My number one choice is the R&B Pediatric Pack:
http://www.savelives.com/product/rb-purple-pediatric-pack-6132.cfm

*If you have used this bag I would like your input; good or bad. Also, if you have used another bag that you like let me know what you think of it.*

My reasons for recommending against replacing our worn out Broselow system with the same:

1) *Size*: Since we have to carry in the monitor, oxygen and combo bag (for drugs) as well cutting down on size is important. Space is also limited in our truck for larger bags.

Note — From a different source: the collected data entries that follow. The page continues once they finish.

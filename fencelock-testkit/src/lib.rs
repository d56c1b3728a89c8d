//! fencelock-testkit - an in-memory reference [`LockBackend`] plus proptest
//! generators, used to exercise the lock protocol's invariants without a
//! live Redis/Postgres/Mongo.
//!
//! A test double, documented as such, never intended as a production
//! adapter.

mod generators;
mod in_memory;

pub use generators::{arb_ttl_ms, arb_user_key};
pub use in_memory::InMemoryBackend;
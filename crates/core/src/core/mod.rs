//! Core BPE data structures.
//!
//! This module contains the vocabulary, the merge rule table and the pair
//! priority queue shared by training and encoding.

pub mod merges;
pub mod priority;
pub mod vocab;

pub use merges::{MergeMap, MergeRule, MergeRules, Pair};
pub use priority::{MergeCandidate, PairPriorityQueue};
pub use vocab::{Vocab, VocabR, Vocabulary, BYTE_VOCAB_SIZE};
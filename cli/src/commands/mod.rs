//! CLI commands for the bytemerge tokenizer.

pub mod benchmark;
pub mod decode;
pub mod encode;
pub mod info;
pub mod train;

pub use benchmark::BenchmarkCommand;
pub use decode::DecodeCommand;
pub use encode::EncodeCommand;
pub use info::InfoCommand;
pub use train::TrainCommand;
impl BpeTrainer {
    /// Create an idle trainer with a validated configuration.
    pub fn new(config: TrainingConfig) -> Result<Self> {
        config.validate()?;
        Ok(Self {
            config,
            state: TrainerState::Idle,
            sequence: TokenSequence::default(),
            index: PairIndex::default(),
            queue: PairPriorityQueue::new(),
            vocab: Vocabulary::seed(),
            merges: MergeRules::new(),
            corpus_len: 0,
        })
    }

    /// Train on `corpus` until a stopping criterion is met.
    pub fn train(config: TrainingConfig, corpus: &[u8]) -> Result<TrainingOutcome> {
        let mut trainer = Self::new(config)?;
        trainer.load_corpus(corpus)?;
        trainer.run()?;
        Ok(trainer.finish())
    }

    /// Sequence the corpus and bulk-build the pair index.
    ///
    /// Moves the trainer from `Idle` to `Training`. A corpus shorter than two
    /// bytes is accepted; the first step then stops with zero merges.
    pub fn load_corpus(&mut self, corpus: &[u8]) -> Result<()> {
        if self.state != TrainerState::Idle {
            return Err(TokenizerError::Training(format!(
                "corpus can only be loaded once (trainer is {:?})",
                self.state
            )));
        }

        log::info!(
            "Training on {} bytes (vocab_size: {:?}, min_frequency: {})",
            corpus.len(),
            self.config.vocab_size,
            self.config.effective_min_frequency()
        );
        if corpus.len() < 2 {
            log::info!("Corpus has fewer than two bytes; there is nothing to merge");
        }

        let tokens = byte_sequence(corpus);
        let options = PairIndexOptions {
            parallel: self.config.parallel,
        };
        self.index = PairIndex::build_with_options(&tokens, options);
        self.sequence = TokenSequence::from_tokens(&tokens);
        self.corpus_len = corpus.len();

        self.queue = PairPriorityQueue::with_capacity(self.index.len());
        self.queue.extend(
            self.index
                .counts()
                .map(|(pair, count)| MergeCandidate::new(pair, count)),
        );

        let expected = self
            .config
            .target_merges()
            .unwrap_or(usize::MAX)
            .min(tokens.len().saturating_sub(1));
        self.merges = MergeRules::with_capacity(expected);
        self.vocab = Vocabulary::with_capacity(BYTE_VOCAB_SIZE + expected);

        log::info!("Indexed {} distinct pairs", self.index.len());
        self.state = TrainerState::Training;
        Ok(())
    }

    /// Perform one merge, or report why training has stopped.
    ///
    /// A step either completes or fails without changing any state.
    pub fn step(&mut self) -> Result<StepOutcome> {
        match self.state {
            TrainerState::Idle => {
                return Err(TokenizerError::Training(
                    "no corpus loaded; call load_corpus first".to_string(),
                ))
            }
            TrainerState::Stopped(reason) => return Ok(StepOutcome::Stopped(reason)),
            TrainerState::Training => {}
        }

        if self
            .config
            .vocab_size
            .is_some_and(|size| self.vocab.len() >= size)
        {
            return Ok(self.stop(StopReason::TargetReached));
        }

        let index = &self.index;
        let Some(candidate) = self.queue.pop_live(|pair| index.count(pair)) else {
            return Ok(self.stop(StopReason::Exhausted));
        };

        if candidate.count < self.config.effective_min_frequency() {
            self.queue.push(candidate);
            return Ok(self.stop(StopReason::BelowMinFrequency));
        }

        if self.merges.len() >= MAX_MERGES {
            self.queue.push(candidate);
            return Err(TokenizerError::VocabularyOverflow {
                max: u32::MAX as usize,
            });
        }

        let pair = candidate.pair;
        let rule = match self.merges.push(pair, self.merges.next_id()) {
            Ok(rule) => rule,
            Err(err) => {
                self.queue.push(candidate);
                return Err(err);
            }
        };
        // Operands were checked by the rule table, so this cannot fail.
        let id = self.vocab.add_merge_entry(pair.0, pair.1)?;
        debug_assert_eq!(id, rule.new_id);

        let replaced = self.apply_merge(pair, rule.new_id);

        log::debug!(
            "merge {}: ({}, {}) -> {} (count {})",
            rule.rank,
            pair.0,
            pair.1,
            rule.new_id,
            candidate.count
        );
        self.log_progress(rule.rank as usize + 1);

        Ok(StepOutcome::Merged(MergeStep {
            rule,
            count: candidate.count,
            replaced,
        }))
    }

    /// Step until training stops.
    pub fn run(&mut self) -> Result<StopReason> {
        loop {
            if let StepOutcome::Stopped(reason) = self.step()? {
                return Ok(reason);
            }
        }
    }

    /// Consume the trainer and hand out what it built.
    pub fn finish(self) -> TrainingOutcome {
        let stop_reason = match self.state {
            TrainerState::Stopped(reason) => Some(reason),
            _ => None,
        };
        TrainingOutcome {
            tokens: self.sequence.to_vec(),
            vocab: self.vocab,
            merges: self.merges,
            stop_reason,
            config: self.config,
            corpus_len: self.corpus_len,
        }
    }

    /// Current state.
    pub fn state(&self) -> TrainerState {
        self.state
    }

    /// Configuration in use.
    pub fn config(&self) -> &TrainingConfig {
        &self.config
    }

    /// Vocabulary built so far.
    pub fn vocab(&self) -> &Vocabulary {
        &self.vocab
    }

    /// Merge rules recorded so far.
    pub fn merges(&self) -> &MergeRules {
        &self.merges
    }

    /// The current token sequence.
    pub fn tokens(&self) -> Vec<u32> {
        self.sequence.to_vec()
    }

    /// Length of the current token sequence.
    pub fn token_count(&self) -> usize {
        self.sequence.len()
    }

    /// Current count of a pair in the token sequence.
    pub fn pair_count(&self, pair: Pair) -> u64 {
        self.index.count(pair)
    }

    /// Rewrite every occurrence of `pair` and patch the index around it.
    ///
    /// Occurrences are visited left to right, so overlapping runs merge
    /// greedily from the left. Returns the number of replacements.
    fn apply_merge(&mut self, pair: Pair, new_id: u32) -> u64 {
        let positions = self.index.take_positions(pair);
        let mut touched: AHashSet<Pair> = AHashSet::new();
        let mut replaced = 0u64;

        for pos in positions {
            // Consumed by an overlapping occurrence to its left.
            if self.sequence.pair_at(pos) != Some(pair) {
                continue;
            }
            let Some(right) = self.sequence.next_of(pos) else {
                continue;
            };
            let prev = self.sequence.prev_of(pos);
            let after = self.sequence.next_of(right);

            let prev_token = prev.and_then(|p| self.sequence.token_at(p));
            let after_token = after.and_then(|a| self.sequence.token_at(a));

            if let (Some(p), Some(token)) = (prev, prev_token) {
                let old = (token, pair.0);
                self.index.remove(old, p);
                touched.insert(old);
            }
            if let Some(token) = after_token {
                let old = (pair.1, token);
                self.index.remove(old, right);
                touched.insert(old);
            }

            self.sequence.merge_at(pos, new_id);
            replaced += 1;

            if let (Some(p), Some(token)) = (prev, prev_token) {
                let new = (token, new_id);
                self.index.add(new, p);
                touched.insert(new);
            }
            if let Some(token) = after_token {
                let new = (new_id, token);
                self.index.add(new, pos);
                touched.insert(new);
            }
        }

        for pair in touched {
            self.queue.update(pair, self.index.count(pair));
        }
        debug_assert_eq!(self.index.count(pair), 0);

        replaced
    }

    fn stop(&mut self, reason: StopReason) -> StepOutcome {
        self.state = TrainerState::Stopped(reason);
        log::info!(
            "Training stopped after {} merges: {} ({} tokens left from {} bytes)",
            self.merges.len(),
            reason,
            self.sequence.len(),
            self.corpus_len
        );
        StepOutcome::Stopped(reason)
    }

    fn log_progress(&self, merges_done: usize) {
        let every = match self.config.target_merges() {
            Some(total) => (total / 10).max(1),
            None => 1000,
        };
        if merges_done % every == 0 {
            log::info!(
                "Merged {} pairs, vocabulary size {}, {} tokens",
                merges_done,
                self.vocab.len(),
                self.sequence.len()
            );
        }
    }
}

2) *Ease of Use*: Current system put most needed supplies at back of bag (BVM) and secondary airways. Even if you grab the correct color the laryngoscope handle, CO2 detector and tube holder must still be found elsewhere in the bag.

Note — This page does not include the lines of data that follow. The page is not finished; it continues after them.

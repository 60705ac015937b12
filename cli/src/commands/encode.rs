//! Encode command implementation.

use clap::Parser;
use std::path::PathBuf;

/// Encode command arguments.
#[derive(Parser)]
pub struct EncodeCommand {
    /// Path to the trained tokenizer model
    #[arg(short, long)]
    pub tokenizer: PathBuf,

    /// Text to encode ("-" reads stdin)
    #[arg(short, long, conflicts_with = "file", required_unless_present = "file")]
    pub input: Option<String>,

    /// File whose raw bytes are encoded
    #[arg(short, long)]
    pub file: Option<PathBuf>,

    /// Output file (stdout if not specified)
    #[arg(short, long)]
    pub output: Option<PathBuf>,
}

use anyhow::{Context, Result as AnyhowResult};
use bytemerge_tokenizer::Tokenizer;
use std::io::Read;

pub fn run(cmd: EncodeCommand) -> AnyhowResult<()> {
    let tokenizer = Tokenizer::load(&cmd.tokenizer)
        .with_context(|| format!("failed to load tokenizer {}", cmd.tokenizer.display()))?;

    let bytes = read_input(&cmd)?;
    let ids = tokenizer.encode(&bytes);
    let output = format_ids(&ids);

    match &cmd.output {
        Some(path) => {
            std::fs::write(path, &output)
                .with_context(|| format!("failed to write {}", path.display()))?;
            println!("Encoded {} bytes into {} tokens ({})", bytes.len(), ids.len(), path.display());
        }
        None => {
            println!("{}", output);
        }
    }

    Ok(())
}

fn read_input(cmd: &EncodeCommand) -> AnyhowResult<Vec<u8>> {
    if let Some(path) = &cmd.file {
        return std::fs::read(path).with_context(|| format!("failed to read {}", path.display()));
    }
    match cmd.input.as_deref() {
        Some("-") => {
            let mut buffer = Vec::new();
            std::io::stdin()
                .read_to_end(&mut buffer)
                .context("failed to read stdin")?;
            Ok(buffer)
        }
        Some(text) => Ok(text.as_bytes().to_vec()),
        None => anyhow::bail!("either --input or --file is required"),
    }
}

fn format_ids(ids: &[u32]) -> String {
    ids.iter()
        .map(|id| id.to_string())
        .collect::<Vec<_>>()
        .join(" ")
}

#[cfg(test)]
mod tests {
    use super::*;

    #[test]
    fn test_format_ids() {
        assert_eq!(format_ids(&[256, 32, 97]), "256 32 97");
        assert_eq!(format_ids(&[]), "");
    }

    #[test]
    fn test_read_input_from_file() {
        let dir = tempfile::tempdir().unwrap();
        let path = dir.path().join("input.bin");
        std::fs::write(&path, b"\xffabc").unwrap();

        let cmd = EncodeCommand::try_parse_from([
            "encode",
            "-t",
            "model",
            "-f",
            path.to_str().unwrap(),
        ])
        .unwrap();
        assert_eq!(read_input(&cmd).unwrap(), b"\xffabc".to_vec());
    }

    #[test]
    fn test_input_or_file_required() {
        assert!(EncodeCommand::try_parse_from(["encode", "-t", "model"]).is_err());
        assert!(
            EncodeCommand::try_parse_from(["encode", "-t", "m", "-i", "x", "-f", "y"]).is_err()
        );
    }
}
//! Error types for the byte-pair encoding library.

use crate::core::merges::Pair;
use std::path::PathBuf;
use thiserror::Error;

/// Main error type for the tokenizer library.
#[derive(Error, Debug)]
pub enum TokenizerError {
    /// Training configuration rejected before training starts
    #[error("Invalid configuration: {0}")]
    InvalidConfiguration(String),

    /// Token id outside the current vocabulary
    #[error("Unknown token ID {id} (vocabulary has {vocab_size} entries)")]
    UnknownTokenId { id: u32, vocab_size: usize },

    /// Persisted merge table violates the append-only construction order
    #[error("Corrupt rule table at rank {rank}, pair ({}, {}): {reason}", .pair.0, .pair.1)]
    CorruptRuleTable {
        rank: usize,
        pair: Pair,
        reason: String,
    },

    /// Token id space exhausted
    #[error("Vocabulary size exceeded maximum of {max} entries")]
    VocabularyOverflow { max: usize },

    /// Training engine driven out of order
    #[error("Training error: {0}")]
    Training(String),

    /// Error loading a persisted model
    #[error("Load error: {0}")]
    Load(String),

    /// I/O error with file context
    #[error("I/O error for {}: {err}", .path.display())]
    Io {
        path: PathBuf,
        #[source]
        err: std::io::Error,
    },

    /// JSON serialization/deserialization error
    #[error("JSON error: {0}")]
    Json(#[from] serde_json::Error),
}

impl TokenizerError {
    /// Wrap an I/O error with the path it occurred on.
    pub fn io(path: impl Into<PathBuf>, err: std::io::Error) -> Self {
        Self::Io {
            path: path.into(),
            err,
        }
    }

    pub(crate) fn corrupt(rank: usize, pair: Pair, reason: impl Into<String>) -> Self {
        Self::CorruptRuleTable {
            rank,
            pair,
            reason: reason.into(),
        }
    }
}

/// Result type alias for tokenizer operations.
pub type Result<T> = std::result::Result<T, TokenizerError>;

3) *Cost*: The Broselow system results in the duplication of supplies that are rarely used so we won't be replacing as many unused supplies.

Any thoughts on the topic are greatly appreciated.


----------



## Household6 (Feb 26, 2013)

I'm not a fan of zippers, I like all the velcro and the way you have an option of using the quick release straps instead of the zippers.


----------



## Veneficus (Feb 26, 2013)

I hae seen places put their own bags together using the same color system as the Broselow.

One of the more compact I saw eliminated the smaller sizes due to the lack of calls in those ranges.

I have seen seperate jump kits and airway bags for peds/neonates.

I like the broselow tape as a very useful reference tool. But don't really see the practical benefit of having pre-drawn meds. It is not wise to give a med without checking for the proper dose and verifying the proper dose before pushing it. 

I have seen many medics in my time think the dose of things like lidocaine, bicarb, etc was "one prefilled syringe full." I have seen many adult patients underdosed doing this and many peds overdosed.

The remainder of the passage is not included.